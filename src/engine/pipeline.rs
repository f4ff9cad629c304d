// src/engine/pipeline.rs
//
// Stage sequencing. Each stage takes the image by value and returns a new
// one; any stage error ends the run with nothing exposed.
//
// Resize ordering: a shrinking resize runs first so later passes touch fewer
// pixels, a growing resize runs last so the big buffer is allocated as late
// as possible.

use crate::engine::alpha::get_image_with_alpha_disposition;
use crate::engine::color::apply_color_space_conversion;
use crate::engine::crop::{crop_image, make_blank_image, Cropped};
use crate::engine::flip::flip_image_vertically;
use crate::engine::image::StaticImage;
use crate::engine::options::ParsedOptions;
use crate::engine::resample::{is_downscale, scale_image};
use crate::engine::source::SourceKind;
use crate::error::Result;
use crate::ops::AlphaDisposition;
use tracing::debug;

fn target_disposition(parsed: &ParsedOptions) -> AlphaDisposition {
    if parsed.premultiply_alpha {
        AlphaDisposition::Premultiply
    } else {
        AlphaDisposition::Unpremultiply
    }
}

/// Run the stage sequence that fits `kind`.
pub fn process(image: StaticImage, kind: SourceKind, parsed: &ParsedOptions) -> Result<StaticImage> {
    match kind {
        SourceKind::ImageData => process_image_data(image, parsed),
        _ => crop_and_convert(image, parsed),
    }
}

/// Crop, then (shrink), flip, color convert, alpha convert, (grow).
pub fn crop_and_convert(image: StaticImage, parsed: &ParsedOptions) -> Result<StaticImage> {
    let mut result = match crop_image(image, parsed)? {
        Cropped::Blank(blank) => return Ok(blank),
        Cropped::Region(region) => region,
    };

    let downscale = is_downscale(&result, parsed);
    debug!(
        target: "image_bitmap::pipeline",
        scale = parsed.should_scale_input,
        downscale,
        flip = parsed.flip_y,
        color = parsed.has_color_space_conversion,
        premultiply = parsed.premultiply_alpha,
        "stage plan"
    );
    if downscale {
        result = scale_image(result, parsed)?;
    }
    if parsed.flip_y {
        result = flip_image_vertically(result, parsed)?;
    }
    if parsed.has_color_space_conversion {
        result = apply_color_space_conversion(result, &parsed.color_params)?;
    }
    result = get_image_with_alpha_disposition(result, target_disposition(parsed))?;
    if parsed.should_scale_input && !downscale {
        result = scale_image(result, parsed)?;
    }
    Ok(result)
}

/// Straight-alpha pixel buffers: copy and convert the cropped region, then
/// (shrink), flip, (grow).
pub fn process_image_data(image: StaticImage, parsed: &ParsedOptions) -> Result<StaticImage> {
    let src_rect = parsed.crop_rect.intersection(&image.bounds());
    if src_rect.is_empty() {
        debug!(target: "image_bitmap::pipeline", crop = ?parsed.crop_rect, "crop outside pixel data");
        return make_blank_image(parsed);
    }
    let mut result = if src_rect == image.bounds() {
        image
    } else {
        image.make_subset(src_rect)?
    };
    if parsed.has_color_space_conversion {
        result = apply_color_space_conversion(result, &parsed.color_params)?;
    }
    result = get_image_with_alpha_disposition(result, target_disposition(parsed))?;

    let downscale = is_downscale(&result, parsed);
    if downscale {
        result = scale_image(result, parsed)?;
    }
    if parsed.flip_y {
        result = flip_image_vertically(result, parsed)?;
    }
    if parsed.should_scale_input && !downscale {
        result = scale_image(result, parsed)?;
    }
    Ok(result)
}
----
What you write must match the material above exactly and in full.

filename src/engine/pipeline.rs
repository f4ff9cad629c304d
// src/engine/pipeline.rs
//
// Stage sequencing. Each stage takes the image by value and returns a new
// one; any stage error ends the run with nothing exposed.
//
// Resize ordering: a shrinking resize runs first so later passes touch fewer
// pixels, a growing resize runs last so the big buffer is allocated as late
// as possible.

use crate::engine::alpha::get_image_with_alpha_disposition;
use crate::engine::color::apply_color_space_conversion;
use crate::engine::crop::{crop_image, make_blank_image, Cropped};
use crate::engine::flip::flip_image_vertically;
use crate::engine::image::StaticImage;
use crate::engine::options::ParsedOptions;
use crate::engine::resample::{is_downscale, scale_image};
use crate::engine::source::SourceKind;
use crate::error::Result;
use crate::ops::AlphaDisposition;
use tracing::debug;

fn target_disposition(parsed: &ParsedOptions) -> AlphaDisposition {
    if parsed.premultiply_alpha {
        AlphaDisposition::Premultiply
    } else {
        AlphaDisposition::Unpremultiply
    }
}

/// Run the stage sequence that fits `kind`.
pub fn process(image: StaticImage, kind: SourceKind, parsed: &ParsedOptions) -> Result<StaticImage> {
    match kind {
        SourceKind::ImageData => process_image_data(image, parsed),
        _ => crop_and_convert(image, parsed),
    }
}

/// Crop, then (shrink), flip, color convert, alpha convert, (grow).
pub fn crop_and_convert(image: StaticImage, parsed: &ParsedOptions) -> Result<StaticImage> {
    let mut result = match crop_image(image, parsed)? {
        Cropped::Blank(blank) => return Ok(blank),
        Cropped::Region(region) => region,
    };

    let downscale = is_downscale(&result, parsed);
    debug!(
        target: "image_bitmap::pipeline",
        scale = parsed.should_scale_input,
        downscale,
        flip = parsed.flip_y,
        color = parsed.has_color_space_conversion,
        premultiply = parsed.premultiply_alpha,
        "stage plan"
    );
    if downscale {
        result = scale_image(result, parsed)?;
    }
    if parsed.flip_y {
        result = flip_image_vertically(result, parsed)?;
    }
    if parsed.has_color_space_conversion {
        result = apply_color_space_conversion(result, &parsed.color_params)?;
    }
    result = get_image_with_alpha_disposition(result, target_disposition(parsed))?;
    if parsed.should_scale_input && !downscale {
        result = scale_image(result, parsed)?;
    }
    Ok(result)
}

/// Straight-alpha pixel buffers: copy and convert the cropped region, then
/// (shrink), flip, (grow).
pub fn process_image_data(image: StaticImage, parsed: &ParsedOptions) -> Result<StaticImage> {
    let src_rect = parsed.crop_rect.intersection(&image.bounds());
    if src_rect.is_empty() {
        debug!(target: "image_bitmap::pipeline", crop = ?parsed.crop_rect, "crop outside pixel data");
        return make_blank_image(parsed);
    }
    let mut result = if src_rect == image.bounds() {
        image
    } else {
        image.make_subset(src_rect)?
    };
    if parsed.has_color_space_conversion {
        result = apply_color_space_conversion(result, &parsed.color_params)?;
    }
    result = get_image_with_alpha_disposition(result, target_disposition(parsed))?;

    let downscale = is_downscale(&result, parsed);
    if downscale {
        result = scale_image(result, parsed)?;
    }
    if parsed.flip_y {
        result = flip_image_vertically(result, parsed)?;
    }
    if parsed.should_scale_input && !downscale {
        result = scale_image(result, parsed)?;
    }
    Ok(result)
}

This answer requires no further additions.